We followed two approaches to identify loci associated with differences in LDL-C and a corresponding difference in risk of CAD that were (1) related and (2) unrelated to the glycemic burden composite. First, SNP pruning was conducted by LD pruning under an r 2 < 0.5 threshold and using the “clumping” function in Plink to prioritize lead SNPs based on P value with the glycemic burden composite. This reduced the number of SNPs from ~2.6 M to ~440 k SNPs. SNPs that associated with LDL-C (P < 5 × 10−8), CAD (P < 0.05) and did not associate with the glycemic burden composite (P > 0.05) were taken forward. Moreover, we selected only genes that did not have an over-representation of SNPs associated with the glycemic burden (Fisher’s exact P > 0.05). Second, we then repeated this step looking for loci associating with LDL-C, CAD and the glycemic burden—these loci were taken forward and we selected only those that had an over-representation of SNPs that associated with the glycemic burden composite (Fisher’s exact P < 0.05). We calculated Fisher's exact tests with EVA (available at http://www.exploratoryvisualanalysis.org/).

To investigate whether drugs exist that target the proteins encoded by these genes, we used publicly available drug-gene interaction databases.
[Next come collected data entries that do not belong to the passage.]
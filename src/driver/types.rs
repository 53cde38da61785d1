use crate::decision::Decision;
use crate::source::PowerReading;
use std::time::Duration;

/// Control loop lifecycle state
#[derive(Debug, Clone, PartialEq, Eq)]
pub enum DriverState {
    /// Waiting for the first good sample (relay held off)
    Initializing,
    /// Sampling normally
    Running,
    /// Source failing; retrying with backoff
    Degraded { retry_count: u32 },
    /// Shutting down
    Terminating,
}

impl DriverState {
    pub const fn is_degraded(&self) -> bool {
        matches!(self, Self::Degraded { .. })
    }
}

impl std::fmt::Display for DriverState {
    fn fmt(&self, f: &mut std::fmt::Formatter<'_>) -> std::fmt::Result {
        match self {
            Self::Initializing => write!(f, "Initializing"),
            Self::Running => write!(f, "Running"),
            Self::Degraded { retry_count } => write!(f, "Degraded({})", retry_count),
            Self::Terminating => write!(f, "Terminating"),
        }
    }
}

/// What happened during one tick
#[derive(Debug, Clone)]
pub struct TickReport {
    /// Reading used for the decision
    pub reading: PowerReading,
    /// Decision taken
    pub decision: Decision,
    /// Whether the relay actually switched
    pub transitioned: bool,
    /// Delay until the next tick should start, measured from tick start
    pub next_delay: Duration,
    /// The sample was abandoned because shutdown was requested
    pub interrupted: bool,
}

/// Counters over the lifetime of the driver
#[derive(Debug, Clone, Copy, Default, PartialEq, Eq)]
pub struct DriverStats {
    pub ticks: u64,
    pub failed_samples: u64,
    pub transitions: u64,
    /// Ticks that took longer than their scheduled interval
    pub overruns: u64,
}
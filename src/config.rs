//! Configuration management for Helios
//!
//! This module handles loading, validation, and management of the application
//! configuration from YAML files. Configuration is loaded once at startup and
//! treated as immutable for the lifetime of the process.

use crate::error::{HeliosError, Result};
use crate::modbus::RegisterType;
use serde::{Deserialize, Serialize};
use std::path::Path;
use std::time::Duration;

mod defaults;

/// Environment variable that points at an explicit configuration file
pub const CONFIG_PATH_ENV: &str = "HELIOS_CONFIG";

/// Main configuration structure
#[derive(Debug, Clone, Serialize, Deserialize)]
#[serde(default)]
pub struct Config {
    /// Inverter Modbus TCP endpoint and power register layout
    pub inverter: InverterConfig,

    /// Relay output configuration
    pub relay: RelayConfig,

    /// Switching thresholds and dwell limits
    pub thresholds: ThresholdConfig,

    /// Control loop retry and lifecycle policy
    pub control: ControlConfig,

    /// Optional advisory inputs (scaling factors, forecast signal)
    pub advisory: AdvisoryConfig,

    /// Logging configuration
    pub logging: LoggingConfig,

    /// Human-readable switching log
    pub switch_log: SwitchLogConfig,

    /// IANA timezone used for log timestamps and day-of-year lookups
    pub timezone: String,
}

/// Modbus TCP connection parameters for the PV inverter
#[derive(Debug, Clone, Serialize, Deserialize)]
#[serde(default)]
pub struct InverterConfig {
    /// Hostname or IP address of the inverter
    pub host: String,

    /// TCP port (typically 502)
    pub port: u16,

    /// Modbus unit identifier
    pub unit_id: u8,

    /// Holding register that carries total AC power
    pub power_register: u16,

    /// Number of 16-bit words to read
    pub register_count: u16,

    /// How the words are decoded into watts
    pub data_type: RegisterType,

    /// Multiplier applied to the decoded value
    pub scale: f64,

    /// TCP connect timeout in milliseconds
    pub connect_timeout_ms: u64,

    /// Register read timeout in milliseconds
    pub read_timeout_ms: u64,
}

/// Relay output backend
#[derive(Debug, Clone, Copy, PartialEq, Eq, Serialize, Deserialize)]
#[serde(rename_all = "snake_case")]
pub enum RelayBackend {
    /// Linux sysfs GPIO (`/sys/class/gpio`)
    SysfsGpio,
    /// Log writes without touching hardware
    DryRun,
}

/// Relay output configuration
#[derive(Debug, Clone, Serialize, Deserialize)]
#[serde(default)]
pub struct RelayConfig {
    /// Output backend
    pub backend: RelayBackend,

    /// GPIO line number driving the relay
    pub gpio_pin: u32,

    /// Invert the electrical level (relay boards that energize on low)
    pub active_low: bool,

    /// Root of the sysfs GPIO tree
    pub sysfs_root: String,
}

/// Switching thresholds and dwell-time limits
#[derive(Debug, Clone, PartialEq, Serialize, Deserialize)]
#[serde(default)]
pub struct ThresholdConfig {
    /// Generated power at or above which the relay may turn on
    pub turn_on_watts: f64,

    /// Generated power at or below which the relay turns off
    pub turn_off_watts: f64,

    /// Minimum time the relay stays on once energized (0 disables)
    pub min_on_seconds: u64,

    /// Maximum continuous on time; `null` means unbounded
    pub max_on_seconds: Option<u64>,

    /// Minimum time the relay stays off after releasing (0 disables)
    pub min_off_seconds: u64,

    /// Sampling interval in milliseconds
    pub sample_interval_ms: u64,
}

/// What the driver does with the relay when asked to stop
#[derive(Debug, Clone, Copy, PartialEq, Eq, Serialize, Deserialize)]
#[serde(rename_all = "snake_case")]
pub enum ShutdownPolicy {
    /// Leave the relay in its last decided state
    Hold,
    /// Release the relay before exiting
    ForceOff,
}

/// Control loop lifecycle and retry policy
#[derive(Debug, Clone, Serialize, Deserialize)]
#[serde(default)]
pub struct ControlConfig {
    /// How long startup waits for a first good sample before running anyway
    pub startup_grace_seconds: u64,

    /// First retry delay after a failed sample
    pub backoff_initial_ms: u64,

    /// Upper bound for the retry delay
    pub backoff_max_ms: u64,

    /// Failed attempts allowed per window before falling back to the max delay
    pub max_retries_per_window: u32,

    /// Sliding window for counting failed attempts
    pub retry_window_seconds: u64,

    /// Relay handling on shutdown
    pub shutdown_policy: ShutdownPolicy,
}

/// Advisory inputs computed outside this process
#[derive(Debug, Clone, Serialize, Deserialize)]
#[serde(default)]
pub struct AdvisoryConfig {
    /// File with one threshold scaling factor per line, indexed by day of year
    pub scaling_factors_file: Option<String>,

    /// JSON file with `favorable` / `threshold_factor` written by a forecaster
    pub signal_file: Option<String>,

    /// Signal file older than this is ignored
    pub signal_max_age_seconds: u64,
}

/// Logging configuration
#[derive(Debug, Clone, Serialize, Deserialize)]
#[serde(default)]
pub struct LoggingConfig {
    /// Log level (TRACE, DEBUG, INFO, WARN, ERROR)
    pub level: String,

    /// Optional console-specific level override
    pub console_level: Option<String>,

    /// Optional file-specific level override
    pub file_level: Option<String>,

    /// Path to log file (its directory receives the rolling files)
    pub file: String,

    /// Number of rotated files to keep
    pub backup_count: u32,

    /// Whether to log to console
    pub console_output: bool,

    /// Whether to use JSON format
    pub json_format: bool,
}

/// Switching log configuration
#[derive(Debug, Clone, Serialize, Deserialize)]
#[serde(default)]
pub struct SwitchLogConfig {
    /// Path of the switching log; `null` disables it
    pub path: Option<String>,

    /// Also append a `date power threshold` line for every tick
    pub log_samples: bool,
}

impl ThresholdConfig {
    /// Minimum on duration
    pub const fn min_on(&self) -> Duration {
        Duration::from_secs(self.min_on_seconds)
    }

    /// Maximum on duration, `None` when unbounded
    pub fn max_on(&self) -> Option<Duration> {
        self.max_on_seconds.map(Duration::from_secs)
    }

    /// Minimum off duration
    pub const fn min_off(&self) -> Duration {
        Duration::from_secs(self.min_off_seconds)
    }

    /// Sampling interval
    pub const fn sample_interval(&self) -> Duration {
        Duration::from_millis(self.sample_interval_ms)
    }

    /// Check the hysteresis and dwell invariants
    pub fn validate(&self) -> Result<()> {
        if !self.turn_on_watts.is_finite() || !self.turn_off_watts.is_finite() {
            return Err(HeliosError::invalid_thresholds(
                "thresholds must be finite numbers",
            ));
        }
        if self.turn_off_watts < 0.0 {
            return Err(HeliosError::invalid_thresholds(format!(
                "turn_off_watts ({}) must not be negative",
                self.turn_off_watts
            )));
        }
        if self.turn_on_watts < self.turn_off_watts {
            return Err(HeliosError::invalid_thresholds(format!(
                "turn_on_watts ({}) must be >= turn_off_watts ({})",
                self.turn_on_watts, self.turn_off_watts
            )));
        }
        if let Some(max_on) = self.max_on_seconds
            && self.min_on_seconds > max_on
        {
            return Err(HeliosError::invalid_thresholds(format!(
                "min_on_seconds ({}) must be <= max_on_seconds ({})",
                self.min_on_seconds, max_on
            )));
        }
        if self.sample_interval_ms == 0 {
            return Err(HeliosError::invalid_thresholds(
                "sample_interval_ms must be greater than 0",
            ));
        }
        Ok(())
    }
}

impl Config {
    /// Load configuration from a YAML file
    pub fn from_file<P: AsRef<Path>>(path: P) -> Result<Self> {
        let contents = std::fs::read_to_string(path)?;
        let config: Self = serde_yaml::from_str(&contents)?;
        Ok(config)
    }

    /// Load configuration from an explicit path, `HELIOS_CONFIG`, or the
    /// default locations, falling back to built-in defaults
    pub fn load(explicit: Option<&str>) -> Result<Self> {
        if let Some(path) = explicit {
            return Self::from_file(path);
        }

        if let Ok(path) = std::env::var(CONFIG_PATH_ENV)
            && !path.is_empty()
        {
            return Self::from_file(path);
        }

        let default_paths = [
            "helios_config.yaml",
            "/data/helios_config.yaml",
            "/etc/helios/config.yaml",
        ];

        for path in &default_paths {
            if Path::new(path).exists() {
                return Self::from_file(path);
            }
        }

        Ok(Self::default())
    }

    /// Save configuration to a YAML file
    pub fn save_to_file<P: AsRef<Path>>(&self, path: P) -> Result<()> {
        let yaml = serde_yaml::to_string(self)?;
        std::fs::write(path, yaml)?;
        Ok(())
    }

    /// Parsed timezone
    pub fn tz(&self) -> Result<chrono_tz::Tz> {
        self.timezone
            .parse::<chrono_tz::Tz>()
            .map_err(|_| HeliosError::validation("timezone", "Unknown IANA timezone"))
    }

    /// Validate the configuration
    pub fn validate(&self) -> Result<()> {
        if self.inverter.host.is_empty() {
            return Err(HeliosError::validation(
                "inverter.host",
                "Host cannot be empty",
            ));
        }

        if self.inverter.port == 0 {
            return Err(HeliosError::validation(
                "inverter.port",
                "Port must be greater than 0",
            ));
        }

        if self.inverter.register_count < self.inverter.data_type.word_count() {
            return Err(HeliosError::validation(
                "inverter.register_count",
                "Too few registers for the configured data_type",
            ));
        }

        if !self.inverter.scale.is_finite() || self.inverter.scale <= 0.0 {
            return Err(HeliosError::validation(
                "inverter.scale",
                "Must be a positive number",
            ));
        }

        if self.inverter.read_timeout_ms == 0 || self.inverter.connect_timeout_ms == 0 {
            return Err(HeliosError::validation(
                "inverter.read_timeout_ms",
                "Timeouts must be greater than 0",
            ));
        }

        if self.control.backoff_initial_ms == 0 {
            return Err(HeliosError::validation(
                "control.backoff_initial_ms",
                "Must be greater than 0",
            ));
        }

        if self.control.backoff_max_ms < self.control.backoff_initial_ms {
            return Err(HeliosError::validation(
                "control.backoff_max_ms",
                "Must be >= backoff_initial_ms",
            ));
        }

        if self.control.max_retries_per_window == 0 {
            return Err(HeliosError::validation(
                "control.max_retries_per_window",
                "Must be greater than 0",
            ));
        }

        crate::logging::parse_log_level(&self.logging.level)?;
        self.tz()?;
        self.thresholds.validate()?;

        Ok(())
    }
}

#[cfg(test)]
mod tests {
    use super::*;

    #[test]
    fn test_default_config() {
        let config = Config::default();
        assert_eq!(config.inverter.port, 502);
        assert_eq!(config.inverter.unit_id, 3);
        assert_eq!(config.inverter.power_register, 30775);
        assert_eq!(config.control.shutdown_policy, ShutdownPolicy::ForceOff);
        assert!(config.validate().is_ok());
    }

    #[test]
    fn test_config_validation() {
        let mut config = Config::default();
        config.inverter.host = String::new();
        assert!(config.validate().is_err());

        config = Config::default();
        config.inverter.port = 0;
        assert!(config.validate().is_err());

        config = Config::default();
        config.inverter.register_count = 1;
        assert!(config.validate().is_err());

        config = Config::default();
        config.timezone = "Mars/Olympus".to_string();
        assert!(config.validate().is_err());
    }

    #[test]
    fn test_threshold_invariants() {
        let mut t = ThresholdConfig::default();
        t.turn_on_watts = 500.0;
        t.turn_off_watts = 800.0;
        assert!(matches!(
            t.validate(),
            Err(HeliosError::InvalidThresholds { .. })
        ));

        let mut t = ThresholdConfig::default();
        t.min_on_seconds = 600;
        t.max_on_seconds = Some(300);
        assert!(matches!(
            t.validate(),
            Err(HeliosError::InvalidThresholds { .. })
        ));

        // Equal thresholds and an unbounded cap are fine
        let mut t = ThresholdConfig::default();
        t.turn_off_watts = t.turn_on_watts;
        t.max_on_seconds = None;
        assert!(t.validate().is_ok());
        assert_eq!(t.max_on(), None);
    }

    #[test]
    fn test_config_serialization() {
        let config = Config::default();
        let yaml = serde_yaml::to_string(&config).unwrap();
        let deserialized: Config = serde_yaml::from_str(&yaml).unwrap();
        assert_eq!(config.inverter.port, deserialized.inverter.port);
        assert_eq!(config.thresholds, deserialized.thresholds);
    }

    #[test]
    fn test_partial_yaml_uses_defaults() {
        let yaml = "inverter:\n  host: 10.0.0.7\nthresholds:\n  turn_on_watts: 1500\n  max_on_seconds: null\n";
        let config: Config = serde_yaml::from_str(yaml).unwrap();
        assert_eq!(config.inverter.host, "10.0.0.7");
        assert_eq!(config.inverter.port, 502);
        assert!((config.thresholds.turn_on_watts - 1500.0).abs() < f64::EPSILON);
        assert_eq!(config.thresholds.max_on_seconds, None);
        assert_eq!(config.relay.backend, RelayBackend::SysfsGpio);
    }
}
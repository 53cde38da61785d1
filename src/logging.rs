//! Structured logging and tracing for Helios
//!
//! This module wires `tracing` to the console and to a daily rolling log file,
//! and provides the component-scoped [`StructuredLogger`] used across the
//! crate.

use crate::config::LoggingConfig;
use crate::error::{HeliosError, Result};
use once_cell::sync::OnceCell;
use std::path::Path;
use std::sync::Once;
use tracing::{Level, info};
use tracing_appender::non_blocking::WorkerGuard;
use tracing_appender::{non_blocking, rolling};
use tracing_subscriber::filter::LevelFilter;
use tracing_subscriber::{EnvFilter, Layer, fmt, layer::SubscriberExt, util::SubscriberInitExt};

mod level;
mod structured;

pub use level::{min_level, parse_log_level};
pub use structured::{LogContext, StructuredLogger, get_logger, get_logger_with_context};

// Keep the non-blocking worker guard alive for the entire process lifetime
static LOG_GUARD: OnceCell<WorkerGuard> = OnceCell::new();
static INIT_ONCE: Once = Once::new();
static INIT_ERROR: OnceCell<String> = OnceCell::new();

/// Environment variable that disables the file layer
pub const DISABLE_FILE_LOG_ENV: &str = "HELIOS_DISABLE_FILE_LOG";

/// Initialize logging system based on configuration
pub fn init_logging(config: &LoggingConfig) -> Result<()> {
    INIT_ONCE.call_once(|| {
        let init_result = (|| -> Result<()> {
            let base_level = parse_log_level(&config.level)?;

            let console_level = config
                .console_level
                .as_ref()
                .and_then(|s| parse_log_level(s).ok())
                .unwrap_or(base_level);
            let file_level = config
                .file_level
                .as_ref()
                .and_then(|s| parse_log_level(s).ok())
                .unwrap_or(base_level);

            // Most verbose wins so the per-layer filters can narrow it down
            let filter = build_env_filter(min_level(console_level, file_level));

            if should_use_console_only() {
                init_console_only_logging(filter, config.json_format, console_level);
                return Ok(());
            }

            init_file_logging(config, filter, console_level, file_level)
        })();

        if let Err(e) = init_result {
            let _ = INIT_ERROR.set(e.to_string());
        }
    });

    if let Some(err) = INIT_ERROR.get() {
        return Err(HeliosError::config(err.clone()));
    }
    Ok(())
}

fn build_env_filter(level: Level) -> EnvFilter {
    EnvFilter::try_from_default_env()
        .unwrap_or_else(|_| format!("helios={},tokio_modbus=warn", level).into())
}

fn should_use_console_only() -> bool {
    cfg!(test) || std::env::var_os(DISABLE_FILE_LOG_ENV).is_some()
}

fn init_console_only_logging(filter: EnvFilter, json_format: bool, console_level: Level) {
    let layer = fmt::layer()
        .with_writer(std::io::stdout)
        .with_target(false)
        .with_thread_ids(false)
        .with_file(false);
    let console_layer = if json_format {
        layer
            .json()
            .with_filter(LevelFilter::from_level(console_level))
            .boxed()
    } else {
        layer
            .with_filter(LevelFilter::from_level(console_level))
            .boxed()
    };

    // Another subscriber may already be installed (tests); that is fine
    let _ = tracing_subscriber::registry()
        .with(filter)
        .with(console_layer)
        .try_init();

    info!(
        "Logging initialized - console_level: {:?}, console-only",
        console_level
    );
}

fn init_file_logging(
    config: &LoggingConfig,
    filter: EnvFilter,
    console_level: Level,
    file_level: Level,
) -> Result<()> {
    let registry = tracing_subscriber::registry().with(filter);

    let file_appender = rolling::Builder::new()
        .rotation(rolling::Rotation::DAILY)
        .filename_prefix("helios")
        .filename_suffix("log")
        .max_log_files(config.backup_count.max(1) as usize)
        .build({
            // If config.file is a file path, use its parent dir; otherwise treat as dir
            let p = Path::new(&config.file);
            if p.extension().is_some() {
                p.parent().unwrap_or(p)
            } else {
                p
            }
        })
        .map_err(|e| HeliosError::io(format!("Failed to create log file appender: {}", e)))?;

    let (non_blocking_appender, guard) = non_blocking(file_appender);
    let _ = LOG_GUARD.set(guard);

    let file_layer = {
        let base = fmt::layer()
            .with_writer(non_blocking_appender)
            .with_target(false)
            .with_thread_ids(false)
            .with_file(false)
            .with_ansi(false);
        if config.json_format {
            base.json()
                .with_filter(LevelFilter::from_level(file_level))
                .boxed()
        } else {
            base.with_filter(LevelFilter::from_level(file_level))
                .boxed()
        }
    };

    let subscriber = registry.with(file_layer);

    let init = if config.console_output {
        let console_layer = {
            let base = fmt::layer()
                .with_writer(std::io::stdout)
                .with_target(false)
                .with_thread_ids(false)
                .with_file(false);
            if config.json_format {
                base.json()
                    .with_filter(LevelFilter::from_level(console_level))
                    .boxed()
            } else {
                base.with_filter(LevelFilter::from_level(console_level))
                    .boxed()
            }
        };
        subscriber.with(console_layer).try_init()
    } else {
        subscriber.try_init()
    };
    init.map_err(|e| HeliosError::config(format!("Failed to install subscriber: {}", e)))?;

    info!(
        "Logging initialized - console_level: {:?}, file_level: {:?}, file: {}",
        console_level, file_level, config.file
    );
    Ok(())
}

#[cfg(test)]
mod tests {
    use super::*;

    #[test]
    fn test_init_logging_console_only_in_tests() {
        let config = LoggingConfig::default();
        assert!(init_logging(&config).is_ok());
        // Second call is a no-op
        assert!(init_logging(&config).is_ok());
    }

    #[test]
    fn test_structured_logger() {
        init_logging(&LoggingConfig::default()).ok();

        let logger = get_logger("test_component");

        // These should not panic
        logger.info("Test info message");
        logger.debug("Test debug message");
        logger.warn("Test warning message");
        logger.error("Test error message");
    }
}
For small molecules, we used chEMBL (Gaulton et al. 2012), a repository of experimental molecules (most of which have not been fully developed and are of unknown efficacy), developed mainly by the pharmaceutical industry. For already marketed drugs, we used an integrated database, DGIdb (http://dgidb.genome.wustl.edu), which incorporates several drug-gene interaction databases, such as DrugBank (Law et al. 2014) and PharmGKB (Thorn et al. 2010). Loci that were pharmacodynamic targets of drugs were identified through online searches (including DrugBank http://www.drugbank.ca, GeneCards http://www.genecards.org, PubMed and Google Scholar).

Finally, we investigated PCSK9, APOB and LPA for their association with LDL-C, CAD and glycemic burden composite. This was to investigate the likely impact on glycemic status of emerging LDL-C lowering agents at intermediate or advanced stages of clinical development. For a positive control, we examined SNPs in HMGCR, given their known causal effects on LDL-C, CAD and T2D (Swerdlow et al. 2015). We identified SNPs in PCSK9, APOB, LPA and HMGCR associating with LDL-C at GWAS significance in the GWAS catalog (http://www.genome.gov/gwastudies accessed October 1st, 2014) and took these forward to investigate their associations with LDL-C, CAD and glycemic burden composite in our datasets. To investigate the preponderance for SNPs in these loci to associate with the glycemic burden composite, we synthesized a Circos plot.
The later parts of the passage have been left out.